→ **DATA LISTING**

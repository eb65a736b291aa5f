use chrono::{Datelike, NaiveDate, Weekday};
use serde::{Deserialize, Serialize};
use std::collections::{BTreeMap, HashSet};
use thiserror::Error;

/// Why a date that would otherwise be a working day is excluded.
#[derive(Debug, Clone, Copy, PartialEq, Eq, Hash, Serialize, Deserialize)]
#[serde(rename_all = "snake_case")]
pub enum DayOffReason {
    Vacation,
    Holiday,
}

#[derive(Debug, Clone, PartialEq, Eq, Serialize, Deserialize)]
pub struct DayOff {
    pub date: NaiveDate,
    pub reason: DayOffReason,
}

#[derive(Debug, Clone, PartialEq, Eq, Error)]
pub enum CalendarError {
    #[error("work calendar requires at least one working day")]
    NoWorkingDays,
}

/// Persisted through [`WorkCalendarConfig`], which keeps weekdays in a stable order.
#[derive(Debug, Clone, PartialEq)]
pub struct WorkDayCalendar {
    days_off: BTreeMap<NaiveDate, DayOffReason>,
    non_working_days: HashSet<Weekday>,
}

#[derive(Debug, Clone, PartialEq, Eq, Serialize, Deserialize)]
pub struct WorkCalendarConfig {
    working_days: Vec<Weekday>,
    #[serde(default)]
    days_off: Vec<DayOff>,
}

impl Default for WorkDayCalendar {
    fn default() -> Self {
        Self {
            days_off: BTreeMap::new(),
            non_working_days: HashSet::from([Weekday::Sat, Weekday::Sun]),
        }
    }
}

impl WorkDayCalendar {
    const ALL_WEEKDAYS: [Weekday; 7] = [
        Weekday::Mon,
        Weekday::Tue,
        Weekday::Wed,
        Weekday::Thu,
        Weekday::Fri,
        Weekday::Sat,
        Weekday::Sun,
    ];

    /// Mon-Fri calendar with the given dates marked as vacation.
    pub fn with_vacations<I>(vacations: I) -> Self
    where
        I: IntoIterator<Item = NaiveDate>,
    {
        let mut calendar = Self::default();
        for date in vacations {
            calendar.mark_vacation(date);
        }
        calendar
    }

    pub fn from_config(config: &WorkCalendarConfig) -> Result<Self, CalendarError> {
        let working_set: HashSet<Weekday> = config.working_days.iter().copied().collect();
        if working_set.is_empty() {
            return Err(CalendarError::NoWorkingDays);
        }
        let non_working_days = Self::ALL_WEEKDAYS
            .into_iter()
            .filter(|day| !working_set.contains(day))
            .collect();

        let mut calendar = Self {
            days_off: BTreeMap::new(),
            non_working_days,
        };
        for day_off in &config.days_off {
            match day_off.reason {
                DayOffReason::Vacation => {
                    calendar.mark_vacation(day_off.date);
                }
                DayOffReason::Holiday => calendar.add_holiday(day_off.date),
            }
        }
        Ok(calendar)
    }

    pub fn to_config(&self) -> WorkCalendarConfig {
        WorkCalendarConfig::from(self)
    }

    /// Set custom working days (e.g., Mon-Sat for 6-day weeks)
    pub fn set_working_days(&mut self, days: &[Weekday]) -> Result<(), CalendarError> {
        if days.is_empty() {
            return Err(CalendarError::NoWorkingDays);
        }
        self.non_working_days = Self::ALL_WEEKDAYS
            .into_iter()
            .filter(|day| !days.contains(day))
            .collect();
        Ok(())
    }

    pub fn working_days(&self) -> Vec<Weekday> {
        Self::ALL_WEEKDAYS
            .into_iter()
            .filter(|day| !self.non_working_days.contains(day))
            .collect()
    }

    /// Mark a date as a vacation day. Holidays keep their reason.
    /// Returns `false` when `date` was already a day off.
    pub fn mark_vacation(&mut self, date: NaiveDate) -> bool {
        if self.days_off.contains_key(&date) {
            return false;
        }
        self.days_off.insert(date, DayOffReason::Vacation);
        true
    }

    /// Remove a vacation mark. Holidays are left untouched. Returns whether a mark was removed.
    pub fn unmark_vacation(&mut self, date: NaiveDate) -> bool {
        if self.days_off.get(&date) == Some(&DayOffReason::Vacation) {
            self.days_off.remove(&date);
            return true;
        }
        false
    }

    pub fn add_holiday(&mut self, date: NaiveDate) {
        self.days_off.insert(date, DayOffReason::Holiday);
    }

    pub fn add_holidays(&mut self, dates: &[NaiveDate]) {
        for date in dates {
            self.add_holiday(*date);
        }
    }

    pub fn remove_holiday(&mut self, date: NaiveDate) {
        if self.days_off.get(&date) == Some(&DayOffReason::Holiday) {
            self.days_off.remove(&date);
        }
    }

    pub fn day_off_reason(&self, date: NaiveDate) -> Option<DayOffReason> {
        self.days_off.get(&date).copied()
    }

    pub fn vacations(&self) -> Vec<NaiveDate> {
        self.days_off_with(DayOffReason::Vacation)
    }

    pub fn holidays(&self) -> Vec<NaiveDate> {
        self.days_off_with(DayOffReason::Holiday)
    }

    fn days_off_with(&self, reason: DayOffReason) -> Vec<NaiveDate> {
        self.days_off
            .iter()
            .filter(|(_, r)| **r == reason)
            .map(|(date, _)| *date)
            .collect()
    }

    pub fn is_work_day(&self, date: NaiveDate) -> bool {
        !self.days_off.contains_key(&date) && !self.non_working_days.contains(&date.weekday())
    }

    /// Count working days in the inclusive range `[start, end]`.
    pub fn work_days_between(&self, start: NaiveDate, end: NaiveDate) -> u32 {
        let mut count = 0;
        for date in days_inclusive(start, end) {
            if self.is_work_day(date) {
                count += 1;
            }
        }
        count
    }

    /// All working days in the inclusive range `[start, end]`.
    pub fn work_days_in_range(&self, start: NaiveDate, end: NaiveDate) -> Vec<NaiveDate> {
        days_inclusive(start, end)
            .filter(|date| self.is_work_day(*date))
            .collect()
    }

    /// The first working day on or after `from`.
    pub fn next_work_day(&self, from: NaiveDate) -> Option<NaiveDate> {
        from.iter_days().find(|date| self.is_work_day(*date))
    }
}

/// Every calendar day from `start` to `end`, both included. Empty when `start > end`.
pub fn days_inclusive(start: NaiveDate, end: NaiveDate) -> impl Iterator<Item = NaiveDate> {
    start.iter_days().take_while(move |date| *date <= end)
}

impl WorkCalendarConfig {
    pub fn new<I, J>(working_days: I, days_off: J) -> Result<Self, CalendarError>
    where
        I: IntoIterator<Item = Weekday>,
        J: IntoIterator<Item = DayOff>,
    {
        let mut working: Vec<Weekday> = working_days.into_iter().collect();
        if working.is_empty() {
            return Err(CalendarError::NoWorkingDays);
        }
        working.sort_by_key(|wd| wd.num_days_from_monday());
        working.dedup();

        let mut days_off: Vec<DayOff> = days_off.into_iter().collect();
        days_off.sort_by_key(|day| day.date);
        days_off.dedup_by_key(|day| day.date);

        Ok(Self {
            working_days: working,
            days_off,
        })
    }

    pub fn working_days(&self) -> &[Weekday] {
        &self.working_days
    }

    pub fn days_off(&self) -> &[DayOff] {
        &self.days_off
    }
}

impl Default for WorkCalendarConfig {
    fn default() -> Self {
        WorkCalendarConfig::from(&WorkDayCalendar::default())
    }
}

impl From<&WorkDayCalendar> for WorkCalendarConfig {
    fn from(calendar: &WorkDayCalendar) -> Self {
        let days_off = calendar
            .days_off
            .iter()
            .map(|(date, reason)| DayOff {
                date: *date,
                reason: *reason,
            })
            .collect();

        Self {
            working_days: calendar.working_days(),
            days_off,
        }
    }
}
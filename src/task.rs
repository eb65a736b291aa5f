use crate::due_date::DueDate;
use chrono::NaiveDate;
use serde::{Deserialize, Serialize};

pub type TaskId = u32;

pub const DEFAULT_CATEGORY: &str = "Work";

fn default_category() -> String {
    DEFAULT_CATEGORY.to_string()
}

/// One unit of tracked work.
///
/// Times are whole minutes. `time_used` may exceed `time_needed` when a task runs over its
/// estimate; [`Task::remaining_minutes`] then reports zero.
#[derive(Debug, Clone, PartialEq, Serialize, Deserialize)]
pub struct Task {
    pub id: TaskId,
    pub name: String,
    #[serde(default = "default_category")]
    pub category: String,
    #[serde(default)]
    pub finished: bool,
    pub time_needed: u32,
    #[serde(default)]
    pub time_used: u32,
    /// No work is planned before this date.
    pub earliest_start: NaiveDate,
    pub due: DueDate,
    #[serde(default)]
    pub notes: String,
    #[serde(default, skip_serializing_if = "Option::is_none")]
    pub date_added: Option<NaiveDate>,
}

impl Task {
    pub fn new(
        id: TaskId,
        name: impl Into<String>,
        time_needed: u32,
        earliest_start: NaiveDate,
        due: impl Into<DueDate>,
    ) -> Self {
        Self {
            id,
            name: name.into(),
            category: default_category(),
            finished: false,
            time_needed,
            time_used: 0,
            earliest_start,
            due: due.into(),
            notes: String::new(),
            date_added: None,
        }
    }

    pub fn with_category(mut self, category: impl Into<String>) -> Self {
        self.category = category.into();
        self
    }

    pub fn with_time_used(mut self, minutes: u32) -> Self {
        self.time_used = minutes;
        self
    }

    pub fn with_notes(mut self, notes: impl Into<String>) -> Self {
        self.notes = notes.into();
        self
    }

    pub fn with_date_added(mut self, date: NaiveDate) -> Self {
        self.date_added = Some(date);
        self
    }

    pub fn finished(mut self) -> Self {
        self.finished = true;
        self
    }

    /// Minutes still to be spent, floored at zero.
    pub fn remaining_minutes(&self) -> u32 {
        self.time_needed.saturating_sub(self.time_used)
    }

    pub fn is_open(&self) -> bool {
        !self.finished
    }

    pub fn log_time(&mut self, minutes: u32) {
        self.time_used = self.time_used.saturating_add(minutes);
    }
}

#[cfg(test)]
mod tests {
    use super::*;

    fn d(y: i32, m: u32, day: u32) -> NaiveDate {
        NaiveDate::from_ymd_opt(y, m, day).unwrap()
    }

    #[test]
    fn remaining_minutes_floors_at_zero() {
        let task = Task::new(1, "Report", 60, d(2025, 1, 6), d(2025, 1, 10)).with_time_used(90);
        assert_eq!(task.remaining_minutes(), 0);

        let task = Task::new(2, "Slides", 60, d(2025, 1, 6), d(2025, 1, 10)).with_time_used(15);
        assert_eq!(task.remaining_minutes(), 45);
    }

    #[test]
    fn deserializes_with_defaults() {
        let json = r#"{
            "id": 7,
            "name": "Review",
            "time_needed": 30,
            "earliest_start": "2025-01-06",
            "due": "ASAP"
        }"#;
        let task: Task = serde_json::from_str(json).unwrap();
        assert_eq!(task.category, DEFAULT_CATEGORY);
        assert_eq!(task.time_used, 0);
        assert!(task.is_open());
        assert_eq!(task.due, DueDate::Asap);
    }
}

→ **THE PROBLEM**
Out of the entries above, write out only the lines between the line holding "let mut working: Vec<Weekday>" and the line holding "working.dedup();", inclusive, each exactly as given.

→ **REPLY TO THE TASK**
        let mut working: Vec<Weekday> = working_days.into_iter().collect();
        if working.is_empty() {
            return Err(CalendarError::NoWorkingDays);
        }
        working.sort_by_key(|wd| wd.num_days_from_monday());
        working.dedup();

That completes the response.